Clark: I know the feeling.

[3.11] Through this exchange, an affinity is established between the two characters wherein viewers are encouraged to acknowledge their mutual status as outsiders, as determined by their shared unruly bodily differences (Shyminksy 2011, 294). Further strengthening their connection is the fact that Clark is the only one who can actually see through Tina's disguises and expose her real identity, the hint here being that it takes one to know one. Though this shared bonding over dual identities may again speak to a more general feeling of teenage peer pressure (that is, to blend in socially), it also parallels familiar narratives of living in the closet, wherein one is continually forced to repress expressions of an authentic self for fear of being outed. What makes Tina such a striking character—and presumably such an effective villain—is not only her criminal activity (she robs a bank, steals a car, and murders her mother) but also her refusal to abide by normative expressions of bodily identity. Clark, on the other hand, in respecting his parents' desires to hide his superpowers, actively seeks to be read as a normal teenager (note 14). However, although he may try, Clark ultimately will never be able to fully repress the strangeness of his body. It will always expose him as other. Like me and many trans men, Clark experiences a constant tension between belonging and not belonging; together, ours are the bodies that simply do not fit anywhere (MacDonald 1998, 6). For Clark/Superman, it is this precise inability to conform to normative organizations of physiology and temporality that lend him the nickname "The Man of Tomorrow." The dimensions of today prove too inadequate to house him (note 15).

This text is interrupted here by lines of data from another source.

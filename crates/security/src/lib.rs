//! # TMI Security
//!
//! Envelope encryption for secrets at rest and HMAC-SHA256 signing for
//! webhook bodies. No policy lives here; callers decide what to encrypt
//! and what to sign.

pub mod secrets;
pub mod signature;

pub use secrets::{SecretError, SecretsManager};
pub use signature::{sign_body, signature_header, verify_signature};
impl AddonService {
    pub fn new(
        store: Arc<dyn DomainStore>,
        secrets: Option<Arc<SecretsManager>>,
        default_quota: Quota,
        queue: mpsc::Sender<Uuid>,
    ) -> Self {
        Self {
            store,
            secrets,
            default_quota,
            queue,
        }
    }

    // --- Registry (admin-gated by the caller) ---

    /// Register an addon. The referenced webhook must be active.
    pub async fn register(&self, req: NewAddon) -> Result<AddonRegistration, Error> {
        if req.objects.is_empty() {
            return Err(Error::InvalidArgument(
                "at least one target object kind is required".into(),
            ));
        }
        let webhook = self
            .store
            .subscription(req.webhook_id)
            .await
            .map_err(Error::Store)?;
        if webhook.status != SubscriptionStatus::Active {
            return Err(Error::Addon(AddonError::WebhookInactive));
        }

        let addon = AddonRegistration {
            id: Uuid::new_v4(),
            name: req.name,
            webhook_id: req.webhook_id,
            description: req.description,
            icon: req.icon,
            objects: req.objects,
            threat_model_id: req.threat_model_id,
            created_at: Utc::now(),
        };
        self.store.create_addon(&addon).await.map_err(Error::Store)?;
        info!(addon_id = %addon.id, name = %addon.name, "Addon registered");
        Ok(addon)
    }

    pub async fn get(&self, id: Uuid) -> Result<AddonRegistration, Error> {
        self.store.addon(id).await.map_err(Error::Store)
    }

    pub async fn list(&self) -> Result<Vec<AddonRegistration>, Error> {
        self.store.list_addons().await.map_err(Error::Store)
    }

    /// Delete an addon. Refused while any invocation is non-terminal.
    pub async fn delete(&self, id: Uuid) -> Result<(), Error> {
        let open = self
            .store
            .non_terminal_invocations_for_addon(id)
            .await
            .map_err(Error::Store)?;
        if open > 0 {
            return Err(Error::Addon(AddonError::NonTerminalInvocations(open)));
        }
        self.store.delete_addon(id).await.map_err(Error::Store)?;
        info!(addon_id = %id, "Addon deleted");
        Ok(())
    }

    // --- Invocations ---

    /// Invoke an addon on a target object. The caller has already passed
    /// the reader-or-better check on `target_threat_model`.
    pub async fn invoke(
        &self,
        invoker: &Principal,
        addon_id: Uuid,
        target_kind: ObjectKind,
        target_id: Uuid,
        target_threat_model: Uuid,
        payload: String,
    ) -> Result<AddonInvocation, Error> {
        let addon = self.store.addon(addon_id).await.map_err(Error::Store)?;
        if !addon.applies_to(target_kind, target_threat_model) {
            return Err(Error::InvalidArgument(format!(
                "addon does not apply to {target_kind}"
            )));
        }
        if payload.len() > MAX_INVOCATION_PAYLOAD {
            return Err(Error::Addon(AddonError::PayloadTooLarge {
                max: MAX_INVOCATION_PAYLOAD,
                got: payload.len(),
            }));
        }

        // Per-user caps: concurrent and sliding-hour
        let quota = self
            .store
            .quota_override(invoker.internal_uuid)
            .await
            .map_err(Error::Store)?
            .unwrap_or(self.default_quota);
        let active = self
            .store
            .active_invocation_count(invoker.internal_uuid)
            .await
            .map_err(Error::Store)?;
        if active >= quota.max_active_invocations as usize {
            return Err(Error::RateLimited {
                retry_after_secs: 60,
            });
        }
        let hourly = self
            .store
            .invocations_since(invoker.internal_uuid, Utc::now() - chrono::Duration::hours(1))
            .await
            .map_err(Error::Store)?;
        if hourly >= quota.invocations_per_hour as usize {
            return Err(Error::RateLimited {
                retry_after_secs: 3600,
            });
        }

        let invocation = AddonInvocation::new(
            addon_id,
            invoker.internal_uuid,
            target_kind,
            target_id,
            payload,
        );
        self.store
            .create_invocation(&invocation)
            .await
            .map_err(Error::Store)?;

        self.queue.try_send(invocation.id).map_err(|_| {
            Error::Internal("addon worker queue is full".into())
        })?;
        info!(invocation_id = %invocation.id, addon_id = %addon_id, "Invocation queued");
        Ok(invocation)
    }

    pub async fn invocation(&self, id: Uuid) -> Result<AddonInvocation, Error> {
        self.store.invocation(id).await.map_err(Error::Store)
    }

    pub async fn invocations_for(&self, user: &Principal) -> Result<Vec<AddonInvocation>, Error> {
        self.store
            .invocations_for_user(user.internal_uuid)
            .await
            .map_err(Error::Store)
    }

    /// Apply a signed status callback.
    ///
    /// `body` is the exact bytes received; the signature is verified with
    /// the addon's webhook secret before anything is parsed.
    pub async fn apply_status_callback(
        &self,
        invocation_id: Uuid,
        body: &[u8],
        signature: &str,
    ) -> Result<AddonInvocation, Error> {
        let invocation = self
            .store
            .invocation(invocation_id)
            .await
            .map_err(Error::Store)?;
        let addon = self
            .store
            .addon(invocation.addon_id)
            .await
            .map_err(Error::Store)?;
        let webhook = self
            .store
            .subscription(addon.webhook_id)
            .await
            .map_err(|_| Error::Webhook(WebhookError::NotFound(addon.webhook_id.to_string())))?;

        let secret = match &self.secrets {
            Some(secrets) if SecretsManager::is_envelope(&webhook.secret) => secrets
                .decrypt(&webhook.secret)
                .map_err(|e| Error::Internal(format!("secret decryption failed: {e}")))?,
            _ => webhook.secret.clone(),
        };
        if !tmi_security::verify_signature(&secret, body, signature) {
            return Err(Error::Addon(AddonError::InvalidSignature));
        }

        if invocation.status.is_terminal() {
            return Err(Error::Addon(AddonError::AlreadyTerminal(
                invocation_id.to_string(),
            )));
        }

        let callback: StatusCallback =
            serde_json::from_slice(body).map_err(Error::Serialization)?;
        let percent = callback
            .status_percent
            .unwrap_or(if callback.status.is_terminal() { 100 } else { 0 });
        let message = callback.status_message.unwrap_or_default();

        self.store
            .update_invocation_status(invocation_id, callback.status, percent, &message)
            .await
            .map_err(Error::Store)?;
        info!(
            invocation_id = %invocation_id,
            status = callback.status.as_str(),
            "Invocation status updated"
        );
        self.store.invocation(invocation_id).await.map_err(Error::Store)
    }
}

#[cfg(test)]
mod tests {
    use super::*;
    use tmi_core::webhook::WebhookSubscription;
    use tmi_security::signature_header;
    use tmi_store::InMemoryStore;

    fn principal() -> Principal {
        Principal {
            internal_uuid: Uuid::new_v4(),
            provider: "github".into(),
            provider_user_id: "gh-1".into(),
            email: "a@example.test".into(),
            display_name: "A".into(),
            groups: vec![],
        }
    }

    async fn webhook(store: &InMemoryStore, status: SubscriptionStatus) -> Uuid {
        let now = Utc::now();
        let sub = WebhookSubscription {
            id: Uuid::new_v4(),
            owner_user_uuid: Uuid::new_v4(),
            threat_model_id: None,
            url: "https://example.test/hook".into(),
            secret: "whsec".into(),
            events: vec![],
            status,
            challenge: String::new(),
            challenges_sent: 0,
            publication_failures: 0,
            last_successful_use: None,
            created_at: now,
            modified_at: now,
        };
        store.create_subscription(&sub).await.unwrap();
        sub.id
    }

    fn service(store: Arc<InMemoryStore>) -> (AddonService, mpsc::Receiver<Uuid>) {
        let (tx, rx) = mpsc::channel(16);
        (
            AddonService::new(store, None, Quota::default(), tx),
            rx,
        )
    }

    fn new_addon(webhook_id: Uuid) -> NewAddon {
        NewAddon {
            name: "scanner".into(),
            webhook_id,
            description: "scans diagrams".into(),
            icon: None,
            objects: vec![ObjectKind::Diagram],
            threat_model_id: None,
        }
    }

    #[tokio::test]
    async fn register_requires_active_webhook() {
        let store = Arc::new(InMemoryStore::new());
        let pending = webhook(&store, SubscriptionStatus::PendingVerification).await;
        let active = webhook(&store, SubscriptionStatus::Active).await;
        let (svc, _rx) = service(store);

        assert!(matches!(
            svc.register(new_addon(pending)).await.unwrap_err(),
            Error::Addon(AddonError::WebhookInactive)
        ));
        assert!(svc.register(new_addon(active)).await.is_ok());
    }

    #[tokio::test]
    async fn invoke_enqueues_and_enforces_concurrent_cap() {
        let store = Arc::new(InMemoryStore::new());
        let wh = webhook(&store, SubscriptionStatus::Active).await;
        let (svc, mut rx) = service(store.clone());
        let addon = svc.register(new_addon(wh)).await.unwrap();
        let user = principal();
        let tm = Uuid::new_v4();

        // Default quota: 1 active
        let inv = svc
            .invoke(&user, addon.id, ObjectKind::Diagram, Uuid::new_v4(), tm, "{}".into())
            .await
            .unwrap();
        assert_eq!(rx.recv().await.unwrap(), inv.id);

        let err = svc
            .invoke(&user, addon.id, ObjectKind::Diagram, Uuid::new_v4(), tm, "{}".into())
            .await
            .unwrap_err();
        assert!(matches!(err, Error::RateLimited { .. }));

        // Completing the first frees the slot
        store
            .update_invocation_status(inv.id, InvocationStatus::Completed, 100, "done")
            .await
            .unwrap();
        assert!(
            svc.invoke(&user, addon.id, ObjectKind::Diagram, Uuid::new_v4(), tm, "{}".into())
                .await
                .is_ok()
        );
    }

    #[tokio::test]
    async fn hourly_cap_enforced() {
        let store = Arc::new(InMemoryStore::new());
        let wh = webhook(&store, SubscriptionStatus::Active).await;
        let (svc, _rx) = service(store.clone());
        let addon = svc.register(new_addon(wh)).await.unwrap();
        let user = principal();
        store
            .set_quota_override(
                user.internal_uuid,
                &Quota {
                    max_active_invocations: 100,
                    invocations_per_hour: 2,
                    ..Quota::default()
                },
            )
            .await
            .unwrap();
        let tm = Uuid::new_v4();

        for _ in 0..2 {
            svc.invoke(&user, addon.id, ObjectKind::Diagram, Uuid::new_v4(), tm, String::new())
                .await
                .unwrap();
        }
        let err = svc
            .invoke(&user, addon.id, ObjectKind::Diagram, Uuid::new_v4(), tm, String::new())
            .await
            .unwrap_err();
        assert!(matches!(err, Error::RateLimited { retry_after_secs: 3600 }));
    }

    #[tokio::test]
    async fn oversized_payload_rejected() {
        let store = Arc::new(InMemoryStore::new());
        let wh = webhook(&store, SubscriptionStatus::Active).await;
        let (svc, _rx) = service(store);
        let addon = svc.register(new_addon(wh)).await.unwrap();

        let err = svc
            .invoke(
                &principal(),
                addon.id,
                ObjectKind::Diagram,
                Uuid::new_v4(),
                Uuid::new_v4(),
                "x".repeat(MAX_INVOCATION_PAYLOAD + 1),
            )
            .await
            .unwrap_err();
        assert!(matches!(
            err,
            Error::Addon(AddonError::PayloadTooLarge { .. })
        ));
    }

    #[tokio::test]
    async fn delete_refused_while_invocations_open() {
        let store = Arc::new(InMemoryStore::new());
        let wh = webhook(&store, SubscriptionStatus::Active).await;
        let (svc, _rx) = service(store.clone());
        let addon = svc.register(new_addon(wh)).await.unwrap();
        let user = principal();
        let inv = svc
            .invoke(&user, addon.id, ObjectKind::Diagram, Uuid::new_v4(), Uuid::new_v4(), "{}".into())
            .await
            .unwrap();

        assert!(matches!(
            svc.delete(addon.id).await.unwrap_err(),
            Error::Addon(AddonError::NonTerminalInvocations(1))
        ));

        store
            .update_invocation_status(inv.id, InvocationStatus::Failed, 100, "gave up")
            .await
            .unwrap();
        assert!(svc.delete(addon.id).await.is_ok());
    }

    #[tokio::test]
    async fn status_callback_requires_valid_signature() {
        let store = Arc::new(InMemoryStore::new());
        let wh = webhook(&store, SubscriptionStatus::Active).await;
        let (svc, _rx) = service(store.clone());
        let addon = svc.register(new_addon(wh)).await.unwrap();
        let inv = svc
            .invoke(
                &principal(),
                addon.id,
                ObjectKind::Diagram,
                Uuid::new_v4(),
                Uuid::new_v4(),
                "{}".into(),
            )
            .await
            .unwrap();

        let body = br#"{"status":"in_progress","status_percent":40,"status_message":"scanning"}"#;
        let bad = svc
            .apply_status_callback(inv.id, body, "sha256=deadbeef")
            .await
            .unwrap_err();
        assert!(matches!(bad, Error::Addon(AddonError::InvalidSignature)));

        let good = svc
            .apply_status_callback(inv.id, body, &signature_header("whsec", body))
            .await
            .unwrap();
        assert_eq!(good.status, InvocationStatus::InProgress);
        assert_eq!(good.status_percent, 40);
        assert_eq!(good.status_message, "scanning");
    }

    #[tokio::test]
    async fn terminal_callback_is_final() {
        let store = Arc::new(InMemoryStore::new());
        let wh = webhook(&store, SubscriptionStatus::Active).await;
        let (svc, _rx) = service(store.clone());
        let addon = svc.register(new_addon(wh)).await.unwrap();
        let inv = svc
            .invoke(
                &principal(),
                addon.id,
                ObjectKind::Diagram,
                Uuid::new_v4(),
                Uuid::new_v4(),
                "{}".into(),
            )
            .await
            .unwrap();

        let done = br#"{"status":"completed"}"#;
        let updated = svc
            .apply_status_callback(inv.id, done, &signature_header("whsec", done))
            .await
            .unwrap();
        assert_eq!(updated.status, InvocationStatus::Completed);
        assert_eq!(updated.status_percent, 100);

        let again = br#"{"status":"in_progress"}"#;
        let err = svc
            .apply_status_callback(inv.id, again, &signature_header("whsec", again))
            .await
            .unwrap_err();
        assert!(matches!(err, Error::Addon(AddonError::AlreadyTerminal(_))));
    }
}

[3.12] In an interview with Entertainment Weekly, Brian Singer, director of Superman Returns (2006), was asked about the challenges of crafting a Superman story for the screen. Singer answered, "Although he has a difficult past of being an orphan and a stranger in a strange world, he's not as tormented as a lot of characters like Batman or Wolverine, where there's a lot of angst to explore" (Staskiewicz et al. 2013, 34). Singer's interpretation, primarily disappointing for its lack of insight, is perhaps not an uncommon one. Seen as the all-American boy scout of the comic book industry and offshoot film and television franchises, Superman is often lambasted for his overtly good-guy demeanor versus other grittier, darker figures such as Batman (Waid 2002, 6). It has become somewhat of a trope now in comic stories, television series, and animated shows for Big Baddies, as they are known, to physically accost Superman to an extreme in order to prove a point: he may be the world's strongest, but he is certainly not the toughest. In 2006 (the same year as Singer's film), the animated series Justice League Unlimited (2004–6) reimagined the complexities of Superman's day-to-day life in their now-famous final episode, 3.13 "Destroyer" (2006). In what looks like a moment of defeat for the Justice League against one of DC's more heinous and powerful villains, Darkseid, Superman emerges from the rubble and explains,

[3.13] [Batman] won't quit as long as he can still draw breath. None of my teammates will. Me? I've got a different problem. I feel like I live in a world made of cardboard, always taking constant care not to break something, to break someone. Never allowing myself to lose control even for a moment, or someone could die. But you can take it, can't you, big man? What we have here is a rare opportunity for me to cut loose and show you just how powerful I really am.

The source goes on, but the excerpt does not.